The detent lock ring 136 also acts to lock the closing sleeve 130 in place once the
sleeve 130 has been moved to the closed position. For instance, the lock ring 136
has a detent-angled shoulder on the leading edge and has a square-locking shoulder
on the back edge.
[0100] The castellations 138 on the downhole end of the closing sleeve 130 fit with the
corresponding castellations 148a on the protective sleeve 140, which is likewise moved
downhole along with the closed sleeve 130. Eventually, the castellations 148b on the
downhole end of the protective sleeve 140 mate with the corresponding castellations
128 on the bore's downhole ledge 125.
[0101] The external seals 134a-b of the closing sleeve 130 seal off the opened exit port
114, and the mating castellations 128/138/148a-b prevent rotating of the sleeves 130
and 140 in the housing's bore 102. As shown, two seal pairs 134a and 134b can be used
per location on either side of the exit port 114 on the housing 101, and the seals
134a-b engage the raised sealed areas 113a-b on the inside 112 of the case 110. In
a final operational step shown in Figure 7D, a milling operation mills out the closing
plug 70, seat 135, any residual cement (not shown), and the like from the tool's bore
102. When all is completed, the stage tool 100 can reduce the amount of drill-out
required.
B. Second Embodiment of Hydraulically-Operated Stage Tool
[0102] Figures 8A-8C illustrate a second embodiment of a hydraulically-actuated stage tool
100 according to the present disclosure in cross-sectional and end-sectional views.

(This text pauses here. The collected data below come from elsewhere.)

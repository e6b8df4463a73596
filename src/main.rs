//! # Roblox Top-5 News
//!
//! A weekly "newspaper" of the top five trending Roblox games. A background
//! pipeline polls the platform's public discovery and statistics endpoints,
//! enriches the listing with per-title metadata (votes, favorites, like
//! ratio), asks an OpenAI-compatible LLM endpoint for headlines and per-game
//! articles, and persists the result as a dated snapshot plus a `latest.json`
//! pointer. The same process serves the snapshot (delta-annotated against
//! the previous edition) and a thumbnail proxy to the browser frontend.
//!
//! ## Usage
//!
//! ```sh
//! AI_API_KEY=sk-... roblox_top5_news --snapshots-dir ./snapshots
//! ```
//!
//! ## Architecture
//!
//! One refresh runs the pipeline stages in order:
//! 1. **Sort discovery**: find a ranking sort that actually yields games
//! 2. **Candidate extraction**: normalize the loosely-typed listing payload
//! 3. **Enrichment**: merge detail/vote/favorite lookups per game
//! 4. **AI augmentation**: one generation request, validated field by field
//! 5. **Fallback assembly**: deterministic articles when the AI output is
//!    rejected (all-or-nothing, never a mix of voices)
//! 6. **Persistence**: dated snapshot file + `latest.json`, same bytes
//!
//! Refreshes run once at startup and every Monday 00:05 KST; the HTTP API
//! serves whatever the last successful refresh produced.

use clap::Parser;
use std::error::Error;
use std::path::PathBuf;
use std::sync::Arc;
use std::time::Duration;
use tokio_cron_scheduler::{Job, JobScheduler};
use tracing::{error, info, warn};
use tracing_subscriber::{EnvFilter, fmt as tfmt};

mod ai;
mod cli;
mod delta;
mod models;
mod outputs;
mod pipeline;
mod roblox;
mod server;
mod state;
mod utils;

use ai::ChatCompletionsGenerator;
use cli::Cli;
use state::AppState;
use utils::ensure_writable_dir;

/// Weekly refresh tick: Monday 00:05 KST, expressed in UTC (Sunday 15:05).
const REFRESH_SCHEDULE: &str = "0 5 15 * * Sun";

/// Timeout for platform API calls. Generation has its own, longer timeout.
const PLATFORM_TIMEOUT: Duration = Duration::from_secs(15);

#[tokio::main]
async fn main() -> Result<(), Box<dyn Error + Send + Sync>> {
    // --- Tracing init ---
    let filter = EnvFilter::try_from_default_env().unwrap_or_else(|_| EnvFilter::new("info"));
    tfmt()
        .with_env_filter(filter)
        .with_target(true)
        .with_file(false)
        .with_line_number(false)
        .with_timer(tracing_subscriber::fmt::time::UtcTime::rfc_3339())
        .init();

    info!("roblox_top5_news starting up");

    let args = Cli::parse();

    // Early check: ensure the snapshots dir is writable
    if let Err(e) = ensure_writable_dir(&args.snapshots_dir).await {
        error!(
            path = %args.snapshots_dir,
            error = %e,
            "Snapshots directory is not writable (fix perms or choose a different path)"
        );
        return Err(e.into());
    }

    let http = reqwest::Client::builder()
        .timeout(PLATFORM_TIMEOUT)
        .user_agent(concat!("roblox_top5_news/", env!("CARGO_PKG_VERSION")))
        .build()?;

    let generator = Arc::new(ChatCompletionsGenerator::new(
        &args.ai_base_url,
        args.ai_api_key.clone(),
        &args.ai_model,
    )?);
    info!(base_url = %args.ai_base_url, model = %args.ai_model, "Article generator configured");

    let state = AppState::new(
        http,
        PathBuf::from(&args.snapshots_dir),
        args.fav_concurrency,
    );

    // Reload the last edition from disk so the API serves immediately after
    // a restart, before the first refresh completes.
    match outputs::json::read_latest(&state.snapshots_dir).await {
        Ok(Some(snapshot)) => {
            info!(generated_at = %snapshot.generatedAt, "Loaded previous edition from disk");
            state.install_latest(snapshot).await;
        }
        Ok(None) => info!("No previous edition on disk yet"),
        Err(e) => warn!(error = %e, "Could not load previous edition; continuing without it"),
    }

    // --- Eager refresh at startup ---
    if args.skip_initial_refresh {
        info!("Skipping initial refresh (--skip-initial-refresh)");
    } else {
        let state = Arc::clone(&state);
        let generator = Arc::clone(&generator);
        tokio::spawn(async move {
            let _ = pipeline::refresh(&state, generator.as_ref()).await;
        });
    }

    // --- Weekly schedule ---
    let scheduler = JobScheduler::new().await?;
    {
        let state = Arc::clone(&state);
        let generator = Arc::clone(&generator);
        scheduler
            .add(Job::new_async(REFRESH_SCHEDULE, move |_uuid, _lock| {
                let state = Arc::clone(&state);
                let generator = Arc::clone(&generator);
                Box::pin(async move {
                    let _ = pipeline::refresh(&state, generator.as_ref()).await;
                })
            })?)
            .await?;
    }
    scheduler.start().await?;
    info!(schedule = REFRESH_SCHEDULE, "Weekly refresh scheduled (Monday 00:05 KST)");

    // --- Serve the API ---
    let app = server::router(Arc::clone(&state));
    let listener = tokio::net::TcpListener::bind(&args.bind).await?;
    info!(bind = %args.bind, "API server listening");
    axum::serve(listener, app).await?;

    Ok(())
}
//! Signed request envelope construction.
//!
//! A [`SignedEnvelope`] is the complete, ready-to-send form of one Business
//! API call: the authentication headers (including the request signature)
//! and the JSON body. Envelopes are built, dispatched once, and discarded;
//! the builder itself performs no network I/O.

use serde::Serialize;
use serde_json::Value;

use crate::credentials::Credentials;
use crate::error::BuildError;
use crate::operation::{Operation, SignaturePart};
use crate::signature::compute_signature;

/// Default locale sent when the caller does not set one.
pub const DEFAULT_LOCALE: &str = "en";

/// Operation-specific request parameters.
///
/// Empty strings are valid values and are transmitted as empty strings,
/// never omitted — the provider's hash verification is field-presence
/// sensitive for some operations.
///
/// Whether `accountBalance` wants `source_of_funds` empty, `"PAGA"`, or a
/// mirror of the principal is not pinned down by provider documentation, so
/// it stays caller-settable rather than hard-coded.
#[derive(Debug, Clone, PartialEq, Eq)]
pub struct OperationFields {
    /// The `accountPrincipal` body field.
    pub account_principal: String,
    /// The `accountCredentials` body field.
    pub account_credentials: String,
    /// The `sourceOfFunds` body field (balance inquiries only).
    pub source_of_funds: String,
    /// The `locale` body field; defaults to `"en"`.
    pub locale: String,
}

impl Default for OperationFields {
    fn default() -> Self {
        Self {
            account_principal: String::new(),
            account_credentials: String::new(),
            source_of_funds: String::new(),
            locale: DEFAULT_LOCALE.to_owned(),
        }
    }
}

impl OperationFields {
    /// Creates fields with all values empty and the default locale.
    #[must_use]
    pub fn new() -> Self {
        Self::default()
    }

    /// Sets the account principal.
    #[must_use]
    pub fn with_account_principal(mut self, value: impl Into<String>) -> Self {
        self.account_principal = value.into();
        self
    }

    /// Sets the account credentials.
    #[must_use]
    pub fn with_account_credentials(mut self, value: impl Into<String>) -> Self {
        self.account_credentials = value.into();
        self
    }

    /// Sets the source of funds.
    #[must_use]
    pub fn with_source_of_funds(mut self, value: impl Into<String>) -> Self {
        self.source_of_funds = value.into();
        self
    }

    /// Sets the locale.
    #[must_use]
    pub fn with_locale(mut self, value: impl Into<String>) -> Self {
        self.locale = value.into();
        self
    }
}

/// Authentication headers attached to every request.
///
/// The transport adds `Content-Type: application/json` itself.
#[derive(Debug, Clone, PartialEq, Eq)]
pub struct EnvelopeHeaders {
    /// The `principal` header value.
    pub principal: String,
    /// The `credentials` header value.
    pub credentials: String,
    /// The `hash` header value: the request signature.
    pub hash: String,
}

/// A fully built, authenticated request ready for transport.
#[derive(Debug, Clone, PartialEq, Eq)]
pub struct SignedEnvelope {
    /// The target operation.
    pub operation: Operation,
    /// Authentication headers.
    pub headers: EnvelopeHeaders,
    /// JSON request body mirroring the operation's field table.
    pub body: Value,
}

#[derive(Serialize)]
#[serde(rename_all = "camelCase")]
struct BalanceBody<'a> {
    reference_number: &'a str,
    account_principal: &'a str,
    source_of_funds: &'a str,
    account_credentials: &'a str,
    locale: &'a str,
}

#[derive(Serialize)]
#[serde(rename_all = "camelCase")]
struct FundingSourcesBody<'a> {
    reference_number: &'a str,
    account_principal: &'a str,
    account_credentials: &'a str,
    locale: &'a str,
}

#[derive(Serialize)]
#[serde(rename_all = "camelCase")]
struct BanksBody<'a> {
    reference_number: &'a str,
    locale: &'a str,
}

impl SignedEnvelope {
    /// Builds an envelope from an operation name as it appears on the wire.
    ///
    /// # Errors
    ///
    /// Fails with [`BuildError::InvalidOperation`] for an unknown name —
    /// checked before any signature computation — or with
    /// [`BuildError::MissingCredential`] if a credential value is empty.
    pub fn build(
        operation_name: &str,
        credentials: &Credentials,
        reference_number: &str,
        fields: &OperationFields,
    ) -> Result<Self, BuildError> {
        let operation: Operation = operation_name.parse()?;
        Self::build_for(operation, credentials, reference_number, fields)
    }

    /// Builds an envelope for an already-resolved operation.
    ///
    /// The signature is computed over the transmitted body values in the
    /// order given by [`Operation::signature_parts`].
    ///
    /// # Errors
    ///
    /// Fails with [`BuildError::MissingCredential`] if any of the base URL,
    /// principal, credentials, or hash key is empty.
    pub fn build_for(
        operation: Operation,
        credentials: &Credentials,
        reference_number: &str,
        fields: &OperationFields,
    ) -> Result<Self, BuildError> {
        ensure_complete(credentials)?;

        let parts: Vec<&str> = operation
            .signature_parts()
            .iter()
            .map(|part| match part {
                SignaturePart::ReferenceNumber => reference_number,
                SignaturePart::AccountPrincipal => fields.account_principal.as_str(),
                SignaturePart::AccountCredentials => fields.account_credentials.as_str(),
            })
            .collect();
        let hash = compute_signature(credentials.hash_key(), &parts);

        let body = match operation {
            Operation::AccountBalance => to_body(&BalanceBody {
                reference_number,
                account_principal: &fields.account_principal,
                source_of_funds: &fields.source_of_funds,
                account_credentials: &fields.account_credentials,
                locale: &fields.locale,
            }),
            Operation::GetFundingSources => to_body(&FundingSourcesBody {
                reference_number,
                account_principal: &fields.account_principal,
                account_credentials: &fields.account_credentials,
                locale: &fields.locale,
            }),
            Operation::GetBanks => to_body(&BanksBody {
                reference_number,
                locale: &fields.locale,
            }),
        };

        Ok(Self {
            operation,
            headers: EnvelopeHeaders {
                principal: credentials.principal().to_owned(),
                credentials: credentials.credentials().to_owned(),
                hash,
            },
            body,
        })
    }
}

/// Serializes a body struct; infallible for these string-only structs.
fn to_body<T: Serialize>(body: &T) -> Value {
    serde_json::to_value(body).unwrap_or(Value::Null)
}

fn ensure_complete(credentials: &Credentials) -> Result<(), BuildError> {
    let checks = [
        ("baseUrl", credentials.base_url()),
        ("principal", credentials.principal()),
        ("credentials", credentials.credentials()),
        ("hashKey", credentials.hash_key()),
    ];
    for (name, value) in checks {
        if value.is_empty() {
            return Err(BuildError::MissingCredential(name));
        }
    }
    Ok(())
}

#[cfg(test)]
mod tests {
    use super::*;
    use crate::signature::signature_preimage;

    fn fixture_credentials() -> Credentials {
        Credentials::new("https://beta.mypaga.com", "org-principal", "org-secret", "k")
    }

    fn body_keys(envelope: &SignedEnvelope) -> Vec<String> {
        envelope
            .body
            .as_object()
            .unwrap()
            .keys()
            .cloned()
            .collect()
    }

    #[test]
    fn balance_body_has_all_fields_in_order() {
        let envelope = SignedEnvelope::build_for(
            Operation::AccountBalance,
            &fixture_credentials(),
            "r1",
            &OperationFields::new(),
        )
        .unwrap();

        assert_eq!(
            body_keys(&envelope),
            [
                "referenceNumber",
                "accountPrincipal",
                "sourceOfFunds",
                "accountCredentials",
                "locale",
            ]
        );
        assert_eq!(envelope.body["accountPrincipal"], "");
        assert_eq!(envelope.body["locale"], "en");
    }

    #[test]
    fn funding_sources_body_omits_source_of_funds() {
        let envelope = SignedEnvelope::build_for(
            Operation::GetFundingSources,
            &fixture_credentials(),
            "r1",
            &OperationFields::new(),
        )
        .unwrap();

        assert_eq!(
            body_keys(&envelope),
            [
                "referenceNumber",
                "accountPrincipal",
                "accountCredentials",
                "locale",
            ]
        );
    }

    #[test]
    fn banks_body_is_reference_and_locale_only() {
        let envelope = SignedEnvelope::build_for(
            Operation::GetBanks,
            &fixture_credentials(),
            "r1",
            &OperationFields::new(),
        )
        .unwrap();

        assert_eq!(body_keys(&envelope), ["referenceNumber", "locale"]);
        assert_eq!(envelope.body["referenceNumber"], "r1");
    }

    #[test]
    fn funding_sources_signature_uses_transmitted_values() {
        let fields = OperationFields::new()
            .with_account_principal("p")
            .with_account_credentials("c");
        let envelope = SignedEnvelope::build_for(
            Operation::GetFundingSources,
            &fixture_credentials(),
            "r1",
            &fields,
        )
        .unwrap();

        // Preimage is exactly referenceNumber + accountPrincipal +
        // accountCredentials + hashKey.
        assert_eq!(signature_preimage("k", &["r1", "p", "c"]), "r1pck");
        assert_eq!(envelope.headers.hash, compute_signature("k", &["r1", "p", "c"]));
    }

    #[test]
    fn balance_signature_covers_reference_number_only() {
        let fields = OperationFields::new().with_account_principal("ignored-by-hash");
        let envelope = SignedEnvelope::build_for(
            Operation::AccountBalance,
            &fixture_credentials(),
            "r1",
            &fields,
        )
        .unwrap();
        assert_eq!(envelope.headers.hash, compute_signature("k", &["r1"]));
    }

    #[test]
    fn envelope_is_deterministic_for_fixed_inputs() {
        let fields = OperationFields::new().with_account_principal("p");
        let build = || {
            SignedEnvelope::build_for(
                Operation::AccountBalance,
                &fixture_credentials(),
                "r1",
                &fields,
            )
            .unwrap()
        };
        assert_eq!(build(), build());
    }

    #[test]
    fn unknown_operation_name_fails_before_hashing() {
        let err = SignedEnvelope::build(
            "transferFunds",
            &fixture_credentials(),
            "r1",
            &OperationFields::new(),
        )
        .unwrap_err();
        assert!(matches!(err, BuildError::InvalidOperation(name) if name == "transferFunds"));
    }

    #[test]
    fn empty_hash_key_is_rejected() {
        let creds = Credentials::new("https://beta.mypaga.com", "p", "c", "");
        let err = SignedEnvelope::build_for(
            Operation::GetBanks,
            &creds,
            "r1",
            &OperationFields::new(),
        )
        .unwrap_err();
        assert!(matches!(err, BuildError::MissingCredential("hashKey")));
    }

    #[test]
    fn headers_carry_principal_and_signature() {
        let envelope = SignedEnvelope::build_for(
            Operation::GetBanks,
            &fixture_credentials(),
            "r1",
            &OperationFields::new(),
        )
        .unwrap();
        assert_eq!(envelope.headers.principal, "org-principal");
        assert_eq!(envelope.headers.credentials, "org-secret");
        assert_eq!(envelope.headers.hash.len(), 128);
    }
}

Many of the components of this second tool 100 are similar to those described above
so like reference numerals are used for similar components. This second tool 100 includes
a secondary closure mechanism 150 for closing the tool 100 during operations. As shown,
the secondary closure mechanism 150 may be an additional component that couples to
the end of the tool's housing 101 in place of the upper box sub 120a, which is instead
connected to the end of the additional mechanism 150. As an alternative, the tool
100 can be integrally formed with the closure mechanism 150 integrated into the housing
101.
[0103] As best shown in the detail of Figure 8C, the secondary closure mechanism 150 includes
a chamber case 160 that threads to the end of the stage tool's case 110. A secondary
closing mandrel 170 is movably disposed in the internal bore 162 of the chamber case
160 and can be held in place by a detent ring 176 in a lock groove 166. Seals 167a-b
and 177 seal off chambers 165a-b between the closing mandrel 170 and the interior
of the chamber case 160. The lower chamber 165b can hold a vacuum, low pressure, or
some predefined pressure therein.
[0104] On the mandrel 170, a piston head 174 has a port 175 with a temporary plug 178, such
as a knock off pin, disposed therein. The port 175 can communicate the interior 102
of the tool 100 with the upper chamber 165a, which is shown unexpanded in Figure 8C.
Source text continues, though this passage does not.